McClymont grew up on the family farm near Orange, where her father practised briefly as a vet before taking over the running of the farm, and her mother was chief pharmacist at the local hospital. Becoming one of Australia’s premier investigative journalists might not have seemed an obvious career path, except that, she says: “I grew up with a strong sense of injustice, and my parents had that as well.
“It really affected me after we lost the Obeid defamation trial in 2006. It took me about six months to write about him again, then he’d complain, he’d trash-talk me in Parliament, but I just kept going. The day he went to jail, I cried. I’d been covering him all those years, and finally I’d got him.” (In fact, Obeid went to jail not once, but twice, thanks to McClymont’s investigations.)

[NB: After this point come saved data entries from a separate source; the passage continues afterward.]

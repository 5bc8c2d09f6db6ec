use std::f32::consts::TAU;

use super::{Node, NodeCallback, RENDER_UPDATE_MINOR, RecalcFlags};
use crate::context::clamp_alpha;
use crate::geometry::{BoundsMargin, Color};
use crate::layout::{FlexLayout, RelativeFn, RelativeFunctions};
use crate::owner::NodeOwner;
use crate::render_state::ShaderId;
use crate::scene::SceneGraph;
use crate::texture::Texture;
use crate::texturizer::{FULL_RENDER_UPDATE, Texturizer};
use crate::tree::NodeId;

impl Node {
    /// Recompute the translation terms of the local transform from position,
    /// pivot and mount.
    pub(crate) fn recalc_local_translate(&mut self) {
        let pivot_x = self.pivot_x * self.w;
        let pivot_y = self.pivot_y * self.h;
        let l = self.local;
        let (mut px, mut py) = if l.is_complex() {
            (
                self.x - (pivot_x * l.ta + pivot_y * l.tb) + pivot_x,
                self.y - (pivot_x * l.tc + pivot_y * l.td) + pivot_y,
            )
        } else {
            (
                self.x - pivot_x * l.ta + pivot_x,
                self.y - pivot_y * l.td + pivot_y,
            )
        };
        px -= self.mount_x * self.w;
        py -= self.mount_y * self.h;
        self.local.px = px;
        self.local.py = py;
    }

    /// Recompute the 2×2 part of the local transform from scale and rotation.
    fn recalc_local_matrix(&mut self) {
        let (a, b, c, d) = if self.rotation != 0.0 && self.rotation % TAU != 0.0 {
            let (sin, cos) = self.rotation.sin_cos();
            (
                cos * self.scale_x,
                -sin * self.scale_y,
                sin * self.scale_x,
                cos * self.scale_y,
            )
        } else {
            (self.scale_x, 0.0, 0.0, self.scale_y)
        };
        self.local.ta = a;
        self.local.tb = b;
        self.local.tc = c;
        self.local.td = d;
    }

    fn relative_mut(&mut self) -> &mut RelativeFunctions {
        self.relative.get_or_insert_with(Default::default)
    }

    fn clear_relative(&mut self, f: impl FnOnce(&mut RelativeFunctions)) {
        if let Some(rel) = self.relative.as_mut() {
            f(rel);
            if rel.is_empty() {
                self.relative = None;
            }
        }
    }
}

// Dirty-flag plumbing
impl SceneGraph {
    /// Flag parts of a node's computed state as stale.
    ///
    /// The node and its ancestors are marked as having updates so the next
    /// update pass reaches it, and every enclosing render-to-texture layer is
    /// fully invalidated.
    pub fn set_recalc(&mut self, id: NodeId, bits: RecalcFlags) {
        self.nodes[id].recalc |= bits;
        self.set_has_updates(id);
        if let Some(parent) = self.nodes[id].parent {
            self.mark_render_updates(parent, FULL_RENDER_UPDATE);
        }
    }

    /// Mark a node and its ancestors, stopping at the first ancestor that
    /// is already marked.
    pub(crate) fn set_has_updates(&mut self, id: NodeId) {
        let mut current = Some(id);
        while let Some(cur) = current {
            let node = &mut self.nodes[cur];
            if node.has_updates {
                return;
            }
            node.has_updates = true;
            current = node.parent;
        }
    }

    /// Raise the render invalidation level of a node and fully invalidate
    /// every ancestor. Ignored while the node is not visible in the world;
    /// nodes that become visible are fully invalidated anyway.
    pub(crate) fn mark_render_updates(&mut self, id: NodeId, level: u8) {
        let node = &mut self.nodes[id];
        if node.world.alpha <= 0.0 {
            return;
        }
        node.has_render_updates = node.has_render_updates.max(level);
        let mut current = node.parent;
        while let Some(cur) = current {
            let ancestor = &mut self.nodes[cur];
            ancestor.has_render_updates = FULL_RENDER_UPDATE;
            current = ancestor.parent;
        }
    }

    fn update_local_transform(&mut self, id: NodeId) {
        let node = &mut self.nodes[id];
        node.recalc_local_matrix();
        node.recalc_local_translate();
        self.set_recalc(id, RecalcFlags::TRANSFORM | RecalcFlags::TRANSLATE);
    }

    fn update_local_translate(&mut self, id: NodeId) {
        self.nodes[id].recalc_local_translate();
        self.set_recalc(id, RecalcFlags::TRANSLATE);
    }

    /// Recompute whether a node is enabled and notify owners of changes in
    /// the subtree.
    pub(crate) fn refresh_enabled(&mut self, id: NodeId) {
        let Some(node) = self.nodes.get(id) else {
            return;
        };
        let enabled = node.local.alpha > 0.0
            && (node.is_root || node.parent.is_some_and(|p| self.nodes[p].enabled));
        if node.enabled == enabled {
            return;
        }
        self.nodes[id].enabled = enabled;
        self.notify_enabled_changed(id, enabled);

        let children = match self.nodes.get(id) {
            Some(node) => node.children.clone(),
            None => return,
        };
        for child in children {
            self.refresh_enabled(child);
        }
    }
}

// Position and size
impl SceneGraph {
    pub fn set_x(&mut self, id: NodeId, x: f32) {
        let node = &mut self.nodes[id];
        node.clear_relative(|r| r.x = None);
        self.apply_x(id, x);
    }

    pub fn set_y(&mut self, id: NodeId, y: f32) {
        let node = &mut self.nodes[id];
        node.clear_relative(|r| r.y = None);
        self.apply_y(id, y);
    }

    pub fn set_position(&mut self, id: NodeId, x: f32, y: f32) {
        self.set_x(id, x);
        self.set_y(id, y);
    }

    fn apply_x(&mut self, id: NodeId, x: f32) {
        let node = &mut self.nodes[id];
        if node.x == x {
            return;
        }
        node.local.px += x - node.x;
        node.x = x;
        self.set_recalc(id, RecalcFlags::TRANSLATE);
    }

    fn apply_y(&mut self, id: NodeId, y: f32) {
        let node = &mut self.nodes[id];
        if node.y == y {
            return;
        }
        node.local.py += y - node.y;
        node.y = y;
        self.set_recalc(id, RecalcFlags::TRANSLATE);
    }

    pub fn set_w(&mut self, id: NodeId, w: f32) {
        let h = self.nodes[id].h;
        self.set_size(id, w, h);
    }

    pub fn set_h(&mut self, id: NodeId, h: f32) {
        let w = self.nodes[id].w;
        self.set_size(id, w, h);
    }

    /// Set explicit dimensions. The node stops following its texture size.
    pub fn set_size(&mut self, id: NodeId, w: f32, h: f32) {
        let node = &mut self.nodes[id];
        node.dims_explicit = true;
        node.clear_relative(|r| {
            r.w = None;
            r.h = None;
        });
        self.set_dimensions(id, w, h, false);
    }

    /// Update the dimensions used for transforms and culling.
    ///
    /// `estimate` marks them as provisional, in which case the bounding box
    /// also covers the node origin. Returns whether anything changed.
    pub fn set_dimensions(&mut self, id: NodeId, w: f32, h: f32, estimate: bool) -> bool {
        let node = &mut self.nodes[id];
        if node.w == w && node.h == h && node.dims_unknown == estimate {
            return false;
        }
        node.w = w;
        node.h = h;
        node.dims_unknown = estimate;
        let relayout = node.has_flex_layout();
        self.update_local_translate(id);
        self.mark_render_updates(id, FULL_RENDER_UPDATE);
        if relayout {
            self.set_recalc(id, RecalcFlags::LAYOUT);
        }
        self.notify_dimensions_changed(id, w, h);
        true
    }

    /// Dimensions as specified before any flex layout was applied.
    pub fn original_dimensions(&self, id: NodeId) -> (f32, f32) {
        let node = &self.nodes[id];
        match node.layout.as_ref() {
            Some(layout) if layout.is_enabled() => {
                (layout.original_width(), layout.original_height())
            }
            _ => (node.w, node.h),
        }
    }

    pub fn set_relative_x(&mut self, id: NodeId, f: Option<RelativeFn>) {
        let node = &mut self.nodes[id];
        match f {
            Some(f) => node.relative_mut().x = Some(f),
            None => node.clear_relative(|r| r.x = None),
        }
        self.set_recalc(id, RecalcFlags::TRANSLATE);
    }

    pub fn set_relative_y(&mut self, id: NodeId, f: Option<RelativeFn>) {
        let node = &mut self.nodes[id];
        match f {
            Some(f) => node.relative_mut().y = Some(f),
            None => node.clear_relative(|r| r.y = None),
        }
        self.set_recalc(id, RecalcFlags::TRANSLATE);
    }

    pub fn set_relative_w(&mut self, id: NodeId, f: Option<RelativeFn>) {
        let node = &mut self.nodes[id];
        match f {
            Some(f) => {
                node.relative_mut().w = Some(f);
                node.dims_explicit = true;
            }
            None => node.clear_relative(|r| r.w = None),
        }
        self.set_recalc(id, RecalcFlags::TRANSLATE);
    }

    pub fn set_relative_h(&mut self, id: NodeId, f: Option<RelativeFn>) {
        let node = &mut self.nodes[id];
        match f {
            Some(f) => {
                node.relative_mut().h = Some(f);
                node.dims_explicit = true;
            }
            None => node.clear_relative(|r| r.h = None),
        }
        self.set_recalc(id, RecalcFlags::TRANSLATE);
    }

    /// Evaluate relative functions against the parent size. Runs inside the
    /// update pass, so changes are recorded on the node without walking up.
    pub(crate) fn apply_relative_functions(&mut self, id: NodeId, parent_w: f32, parent_h: f32) {
        let node = &mut self.nodes[id];
        let Some(rel) = node.relative.as_ref() else {
            return;
        };
        let x = rel.x.as_ref().map(|f| f(parent_w, parent_h));
        let y = rel.y.as_ref().map(|f| f(parent_w, parent_h));
        let w = rel.w.as_ref().map(|f| f(parent_w, parent_h));
        let h = rel.h.as_ref().map(|f| f(parent_w, parent_h));

        if let Some(x) = x
            && x != node.x
        {
            node.local.px += x - node.x;
            node.x = x;
        }
        if let Some(y) = y
            && y != node.y
        {
            node.local.py += y - node.y;
            node.y = y;
        }

        let new_w = w.unwrap_or(node.w);
        let new_h = h.unwrap_or(node.h);
        if new_w != node.w || new_h != node.h {
            node.w = new_w;
            node.h = new_h;
            node.recalc_local_translate();
            self.notify_dimensions_changed(id, new_w, new_h);
        }
    }
}

// Transform
impl SceneGraph {
    pub fn set_scale(&mut self, id: NodeId, scale: f32) {
        self.set_scale_xy(id, scale, scale);
    }

    pub fn set_scale_xy(&mut self, id: NodeId, scale_x: f32, scale_y: f32) {
        let node = &mut self.nodes[id];
        if node.scale_x == scale_x && node.scale_y == scale_y {
            return;
        }
        node.scale_x = scale_x;
        node.scale_y = scale_y;
        self.update_local_transform(id);
    }

    /// Rotation in radians around the pivot.
    pub fn set_rotation(&mut self, id: NodeId, rotation: f32) {
        let node = &mut self.nodes[id];
        if node.rotation == rotation {
            return;
        }
        node.rotation = rotation;
        self.update_local_transform(id);
    }

    /// Pivot for scale and rotation, relative to the node size.
    pub fn set_pivot(&mut self, id: NodeId, pivot_x: f32, pivot_y: f32) {
        let node = &mut self.nodes[id];
        if node.pivot_x == pivot_x && node.pivot_y == pivot_y {
            return;
        }
        node.pivot_x = pivot_x;
        node.pivot_y = pivot_y;
        self.update_local_translate(id);
    }

    /// Point of the node placed at its position, relative to the node size.
    pub fn set_mount(&mut self, id: NodeId, mount_x: f32, mount_y: f32) {
        let node = &mut self.nodes[id];
        if node.mount_x == mount_x && node.mount_y == mount_y {
            return;
        }
        node.mount_x = mount_x;
        node.mount_y = mount_y;
        self.update_local_translate(id);
    }
}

McClymont’s tenacious skills were initially honed outside the journalism arena. “Talking has always been one of my great strengths,” she says. “When I moved to Sydney in the late 70s, I created a ‘talking’ busking booth in the Cross. I got some cloth, two curtain rods, and I wrote in texta: ‘Questions answered 40 cents. Arguments 50 cents. Verbal abuse $1.’ I had a desk to separate me from my clients, and I would sit there on Saturday nights, while people wandered up and down.
“It was a win/win situation, because if someone asked me a question I couldn’t possibly know the answer to, like, ‘Who’s going to win the 5th at Port Macquarie?’ I’d just make up an answer, and if they said, ‘I don’t think that’s right,’ then they’d have to pay for an argument. I used to make around $17 an hour, which is about $70 an hour these days. Not bad money, and it was very successful.”
Although McClymont says that she stumbled into journalism by accident, it was obvious from the moment she was selected as one of only 30 trainee journalists from 1200 applicants that she’d found her calling. Her investigations into television star Don Burke’s serious misconduct, neurosurgeon Charlie Teo’s unethical treatment of his patients, the NRL salary cap scandal, and her Walkley-nominated podcast, Liar Liar, about fraudster Melissa Caddick (which has been downloaded more than five million times) are just a handful of the extraordinary reports she has produced over the past three decades. As the late Ben Hills once wrote of McClymont: “If a journalist’s job is to comfort the afflicted and afflict the comfortable, you can judge her success by the virulence of her victims.”
The calibre of her work has led to her being one of only 200 journalists inducted into the Australian Media Hall of Fame. “I’ve loved journalism from the first day,” she says. “It’s like being an amateur detective.”
It’s a slight sadness to McClymont that none of her three children have chosen to go into journalism, although her son, Jack, has recently decided he wants to write fiction. Nevertheless, she says: “I’m blessed to have family around me. I now have two grandchildren, and I still love going to work every day.”